In 2007–2015, we recruited 861 male patients (mean age of 54.92 ± 11.04 years) with oral squamous cell carcinoma at Chung Shan Medical University Hospital in Taichung and Changhua Christian Hospital in Changhua, Taiwan as the case group. For the control group, 1192 health participants (mean age of 53.90 ± 10.01) without past history of cancer of any sites were included. These participants have visited those same hospitals and were from the same geographic area. Subjects with the oral precancerous disease such as oral submucous fibrosis, leukoplakia, erythroplakia, verrucous hyperplasia, etc. were excluded the control group. Including TNM clinical staging, the primary tumor size, lymph node involvement, and histologic grade, was obtained from their medical records. Oral-cancer patients were clinically staged according to the TNM staging system of the American Joint Committee on Cancer (AJCC). Tumor differentiation was examined by a pathologist according to the AJCC classification.

This study was approved by the Institutional Review Board of Chung Shan Medical University Hospital and informed written consent to participate in the study was obtained from each individual.

Selection of CCL4 polymorphisms

In this study, the CCL4 SNPs were chosen belongs to the multiallelic CNVs [40] and extends across the q12 region of chromosome 17 that includes CCL4 genes using NCBI database. We selected the nonsynonymous SNPs (rs1634507, rs10491121, and rs1719153) for this study by NCBI SNP database. SNP with the CCL4 genes (rs1719153) was included in this study since this SNP was found to affect the CCL4 and HIV infection [21].

Genomic DNA extraction

Genomic DNA was extracted from peripheral blood leukocytes using QIAamp DNA blood mini kits (Qiagen, Valencia, CA, USA) following the manufacturer’s instructions. We dissolved DNA in a TE buffer (10 mMTris, 1 mM EDTA; pH 7.8) and it was subsequently quantified by measuring the OD260. The final preparation was stored at 220uC and then used to create templates for the polymerase chain reaction (PCR).

Real-time PCR

Assessment of allelic discrimination for the CCL4 SNPs was done by the TaqMan assay with an ABI StepOne™ Real-Time PCR System (Applied Biosystems, Foster City, CA, USA), and further assessed with SDS version 3.0 software (Applied Biosystems). The primer and probes for analysis of the CCL4 gene polymorphisms were rs1634507 (product ID: C_7451708_10), rs10491121 (product ID: C_11626804_10) and rs1719153 (product ID: C_12120537_10). The total volume of TaqMan assays was 10 μL, containing 5 μL of Master Mix, 0.25 μL of probes, and 10 ng of genomic DNA. The real-time PCR reaction included an initial denaturation step at 95°C for 10 min, followed by 40 amplification cycles of 95°C for 15 secs and 60°C for 1 min.

Statistical analyses

Differences between the 2 groups were considered significant if p-values were less than .05. Hardy-Weinberg equilibrium (HWE) was assessed using a chi-square goodness-of-fit test for biallelic markers.

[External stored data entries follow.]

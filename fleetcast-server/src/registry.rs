//! The server-side update lifecycle state machine.
//!
//! Every update ID is either *Reserved* (directory and key material present,
//! no artifact) or *Uploaded* (artifact present, immutable from then on).
//! All mutations serialize behind a single lock; reads run concurrently
//! against an [`Arc`] snapshot of the pending-update index that is swapped
//! in whole after each rebuild.

use std::io;
use std::path::PathBuf;
use std::sync::Arc;
use std::time::{SystemTime, UNIX_EPOCH};

use thiserror::Error;
use tokio::sync::{Mutex, RwLock};
use tracing::{debug, info};

use fleetcast_common::wire::{DecryptionKeyCiphertext, DecryptionKeyIvPair};

use crate::storage::{PendingIndex, UpdateStore};

#[derive(Error, Debug)]
pub enum RegistryError {
    #[error("no update has been prepared for ID {0}")]
    UnknownId(u32),
    #[error("an artifact was already uploaded for ID {0}")]
    Conflict(u32),
    /// Deliberately uninformative: callers cannot tell a nonexistent update
    /// from one that was not offered to them.
    #[error("not found")]
    NotFound,
    #[error("update {0} was not offered to this device")]
    NotAuthorized(u32),
    #[error("client did not present a usable identity")]
    MissingIdentity,
    #[error("storage error {0:?}")]
    Storage(#[from] io::Error),
}

pub struct Registry {
    store: UpdateStore,
    /// Serializes the scan-then-create and exists-then-write sequences of
    /// `prepare` and `upload`.
    mutation: Mutex<()>,
    index: RwLock<Arc<PendingIndex>>,
}

impl Registry {
    /// Opens (and creates, if absent) the storage root and builds the
    /// initial pending-update index from the persisted tree.
    pub fn open(root: impl Into<PathBuf>) -> Result<Self, RegistryError> {
        let store = UpdateStore::new(root);
        store.ensure_root()?;
        let index = Arc::new(store.scan_pending()?);
        info!(
            "loaded pending updates for {} device identities",
            index.len()
        );
        Ok(Self {
            store,
            mutation: Mutex::new(()),
            index: RwLock::new(index),
        })
    }

    /// Reserves a fresh update ID and persists the wrapped keys and the
    /// availability timestamp. On partial failure the directory stays
    /// Reserved and is never promoted.
    pub async fn prepare(
        &self,
        keys: &[DecryptionKeyCiphertext],
        available_at: i64,
    ) -> Result<u32, RegistryError> {
        let _guard = self.mutation.lock().await;
        let id = self.store.reserve_id()?;
        self.store.create_update(id, keys, available_at)?;
        debug!("reserved update ID {id} for {} devices", keys.len());
        Ok(id)
    }

    /// Stores the artifact ciphertext for a previously reserved ID and
    /// rebuilds the pending-update index. Re-uploads are rejected without
    /// touching the stored bytes.
    pub async fn upload(&self, id: u32, bytes: &[u8]) -> Result<(), RegistryError> {
        let _guard = self.mutation.lock().await;
        if !self.store.update_dir(id).is_dir() {
            return Err(RegistryError::UnknownId(id));
        }
        if self.store.artifact_path(id).is_file() {
            return Err(RegistryError::Conflict(id));
        }
        self.store.write_artifact(id, bytes)?;
        info!("stored artifact for update {id}");
        self.rebuild_index().await?;
        Ok(())
    }

    /// Rebuilds the index from the persisted tree and swaps it in as one
    /// unit, so readers never observe a half-populated view.
    pub async fn rebuild_index(&self) -> Result<(), RegistryError> {
        let fresh = Arc::new(self.store.scan_pending()?);
        *self.index.write().await = fresh;
        Ok(())
    }

    async fn snapshot(&self) -> Arc<PendingIndex> {
        self.index.read().await.clone()
    }

    /// Update IDs visible to `identity` right now.
    pub async fn whats_new(&self, identity: &str) -> Vec<u32> {
        self.whats_new_at(identity, unix_now()).await
    }

    /// Visibility requires both the per-device key (index membership) and
    /// an availability time that has passed.
    pub async fn whats_new_at(&self, identity: &str, now: i64) -> Vec<u32> {
        let index = self.snapshot().await;
        index
            .get(identity)
            .map(|updates| {
                updates
                    .iter()
                    .filter(|update| update.available_at <= now)
                    .map(|update| update.update_id)
                    .collect()
            })
            .unwrap_or_default()
    }

    /// Reads the wrapped key and IV persisted for `(id, identity)`. This is
    /// a direct file lookup, not gated by the pending index.
    pub fn decryption_key(
        &self,
        id: u32,
        identity: &str,
    ) -> Result<DecryptionKeyIvPair, RegistryError> {
        let ct = self
            .store
            .read_key(id, identity)
            .map_err(not_found_or_storage)?;
        let iv = self
            .store
            .read_iv(id, identity)
            .map_err(not_found_or_storage)?;
        Ok(DecryptionKeyIvPair { ct, iv })
    }

    /// Returns the artifact ciphertext if `identity` was offered update
    /// `id`. Authorization comes from the index, not from file existence.
    pub async fn artifact(&self, id: u32, identity: &str) -> Result<Vec<u8>, RegistryError> {
        let index = self.snapshot().await;
        let offered = index
            .get(identity)
            .map(|updates| updates.iter().any(|update| update.update_id == id))
            .unwrap_or(false);
        if !offered {
            return Err(RegistryError::NotAuthorized(id));
        }
        std::fs::read(self.store.artifact_path(id)).map_err(not_found_or_storage)
    }
}

fn not_found_or_storage(err: io::Error) -> RegistryError {
    if err.kind() == io::ErrorKind::NotFound {
        RegistryError::NotFound
    } else {
        RegistryError::Storage(err)
    }
}

fn unix_now() -> i64 {
    SystemTime::now()
        .duration_since(UNIX_EPOCH)
        .map(|elapsed| elapsed.as_secs() as i64)
        .unwrap_or(0)
}

#[cfg(test)]
mod tests {
    use super::*;
    use fleetcast_common::crypto::{NONCE_BYTES, RSA_KEY_BYTES};

    fn key_for(san: &str) -> DecryptionKeyCiphertext {
        DecryptionKeyCiphertext {
            san: san.to_owned(),
            ct: [0x33; RSA_KEY_BYTES],
            iv: [0x44; NONCE_BYTES],
        }
    }

    async fn registry() -> (tempfile::TempDir, Registry) {
        let dir = tempfile::tempdir().unwrap();
        let registry = Registry::open(dir.path()).unwrap();
        (dir, registry)
    }

    #[tokio::test]
    async fn duplicate_upload_is_rejected_and_bytes_unchanged() {
        let (_dir, registry) = registry().await;
        let id = registry.prepare(&[key_for("device-a")], 0).await.unwrap();
        registry.upload(id, b"original").await.unwrap();

        let err = registry.upload(id, b"overwrite").await.unwrap_err();
        assert!(matches!(err, RegistryError::Conflict(i) if i == id));
        assert_eq!(registry.artifact(id, "device-a").await.unwrap(), b"original");
    }

    #[tokio::test]
    async fn upload_for_unreserved_id_fails() {
        let (_dir, registry) = registry().await;
        assert!(matches!(
            registry.upload(9, b"ciphertext").await,
            Err(RegistryError::UnknownId(9))
        ));
    }

    #[tokio::test]
    async fn unoffered_identity_gets_not_found_and_not_authorized() {
        let (_dir, registry) = registry().await;
        let id = registry.prepare(&[key_for("device-a")], 0).await.unwrap();
        registry.upload(id, b"ciphertext").await.unwrap();

        // The update exists for device-a...
        assert!(registry.decryption_key(id, "device-a").is_ok());
        assert!(registry.artifact(id, "device-a").await.is_ok());

        // ...but device-b cannot tell it exists at all.
        assert!(matches!(
            registry.decryption_key(id, "device-b"),
            Err(RegistryError::NotFound)
        ));
        assert!(matches!(
            registry.artifact(id, "device-b").await,
            Err(RegistryError::NotAuthorized(_))
        ));
    }

    #[tokio::test]
    async fn availability_gating_follows_the_clock() {
        let (_dir, registry) = registry().await;
        let id = registry.prepare(&[key_for("device-a")], 500).await.unwrap();
        registry.upload(id, b"ciphertext").await.unwrap();

        assert!(registry.whats_new_at("device-a", 499).await.is_empty());
        assert_eq!(registry.whats_new_at("device-a", 500).await, vec![id]);
        assert_eq!(registry.whats_new_at("device-a", 501).await, vec![id]);
    }

    #[tokio::test]
    async fn index_only_lists_uploaded_updates() {
        let (_dir, registry) = registry().await;
        let reserved = registry.prepare(&[key_for("device-a")], 0).await.unwrap();
        let uploaded = registry.prepare(&[key_for("device-a")], 0).await.unwrap();
        registry.upload(uploaded, b"ciphertext").await.unwrap();

        let visible = registry.whats_new_at("device-a", i64::MAX).await;
        assert_eq!(visible, vec![uploaded]);
        assert!(!visible.contains(&reserved));
    }

    #[tokio::test(flavor = "multi_thread", worker_threads = 4)]
    async fn concurrent_prepares_never_share_an_id() {
        let dir = tempfile::tempdir().unwrap();
        let registry = Arc::new(Registry::open(dir.path()).unwrap());

        let mut handles = Vec::new();
        for _ in 0..8 {
            let registry = registry.clone();
            handles.push(tokio::spawn(async move {
                registry.prepare(&[key_for("device-a")], 0).await.unwrap()
            }));
        }
        let mut ids = Vec::new();
        for handle in handles {
            ids.push(handle.await.unwrap());
        }
        ids.sort_unstable();
        ids.dedup();
        assert_eq!(ids.len(), 8, "allocated IDs collided");
    }
}
use std::fs;
use std::io;
use std::path::Path;

/// Writes `bytes` to `path` through a temporary sibling file followed by a
/// rename, so a crash mid-write never leaves a partially written file
/// visible under the final name.
pub fn write_atomic(path: &Path, bytes: &[u8]) -> io::Result<()> {
    let file_name = path.file_name().ok_or_else(|| {
        io::Error::new(io::ErrorKind::InvalidInput, "path has no file name")
    })?;
    let mut tmp_name = file_name.to_os_string();
    tmp_name.push(".tmp");
    let tmp = path.with_file_name(tmp_name);
    fs::write(&tmp, bytes)?;
    fs::rename(&tmp, path)
}

#[cfg(test)]
mod tests {
    use super::*;

    #[test]
    fn writes_final_file_and_removes_temporary() {
        let dir = tempfile::tempdir().unwrap();
        let path = dir.path().join("blob");
        write_atomic(&path, b"payload").unwrap();
        assert_eq!(fs::read(&path).unwrap(), b"payload");
        assert!(!dir.path().join("blob.tmp").exists());
    }

    #[test]
    fn replaces_existing_content() {
        let dir = tempfile::tempdir().unwrap();
        let path = dir.path().join("blob");
        write_atomic(&path, b"old").unwrap();
        write_atomic(&path, b"new").unwrap();
        assert_eq!(fs::read(&path).unwrap(), b"new");
    }
}
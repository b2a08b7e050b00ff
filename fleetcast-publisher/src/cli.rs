use clap::{Parser, Subcommand};
use std::path::PathBuf;
use uuid::Uuid;

#[derive(Parser, Debug)]
#[command(author, version, about, long_about = None)]
pub struct Args {
    #[command(subcommand)]
    pub command: Command,
    #[arg(long, default_value = "info")]
    pub log_level: tracing_core::Level,
}

#[derive(Subcommand, Debug)]
pub enum Command {
    /// Build, sign, and encrypt an update artifact.
    Create {
        /// Publisher-managed sequence number.
        #[arg(long)]
        seq: u64,
        /// Hardware UUID of the target platform.
        #[arg(long)]
        uuid: Uuid,
        /// Firmware image to embed or hash.
        #[arg(long)]
        image: PathBuf,
        /// Firmware URI; leave empty to embed the image in the artifact.
        #[arg(long, default_value = "")]
        uri: String,
        /// PEM encoded RSA signing key.
        #[arg(long)]
        sign_key: PathBuf,
        /// Output directory for ciphertext, nonce, and key.
        #[arg(long)]
        out: PathBuf,
    },
    /// Wrap the symmetric key for a device fleet and publish the artifact.
    Publish {
        /// Directory of device certificates (PEM).
        #[arg(long)]
        certs: PathBuf,
        /// The symmetric key emitted by `create`.
        #[arg(long)]
        key: PathBuf,
        /// The nonce emitted by `create`.
        #[arg(long)]
        iv: PathBuf,
        /// The artifact ciphertext emitted by `create`.
        #[arg(long)]
        artifact: PathBuf,
        /// Epoch seconds from which the update becomes visible.
        #[arg(long)]
        available: i64,
        /// Base URL of the distribution server.
        #[arg(long, default_value = "https://localhost:8090")]
        server: String,
        /// Root CA the server certificate chains to.
        #[arg(long)]
        ca_cert: PathBuf,
        /// Publisher client certificate (PEM).
        #[arg(long)]
        client_cert: PathBuf,
        /// Private key matching the client certificate (PEM).
        #[arg(long)]
        client_key: PathBuf,
        /// Optionally keep a local copy of the wrapped keys.
        #[arg(long)]
        save_keys: Option<PathBuf>,
    },
}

The Mann-Whitney U-test and Fisher’s exact test were used to compare differences in the demographic characteristics between the healthy control and patients with oral cancer groups. The statistical analysis about haplotype was according to previously study [41]. The adjusted odds ratios (AORs) and 95% confidence intervals (CIs) for the association between genotype frequencies and the risk of oral cancer in addition to clinicopathological characteristics were estimated by multiple logistic regression models, after controlling for other covariates. All data was used the Statistical Analytic System software (v. 9.1, 2005; SAS Institute, Cary, NC, USA).

ACKNOWLEDGMENTS

This work was supported by grants from the Ministry of Science and Technology of Taiwan (MOST 103-2628-B-039-002-MY3) and China Medical University (CMU105-S-05).

CONFLICTS OF INTEREST

The authors declare no conflicts of interest.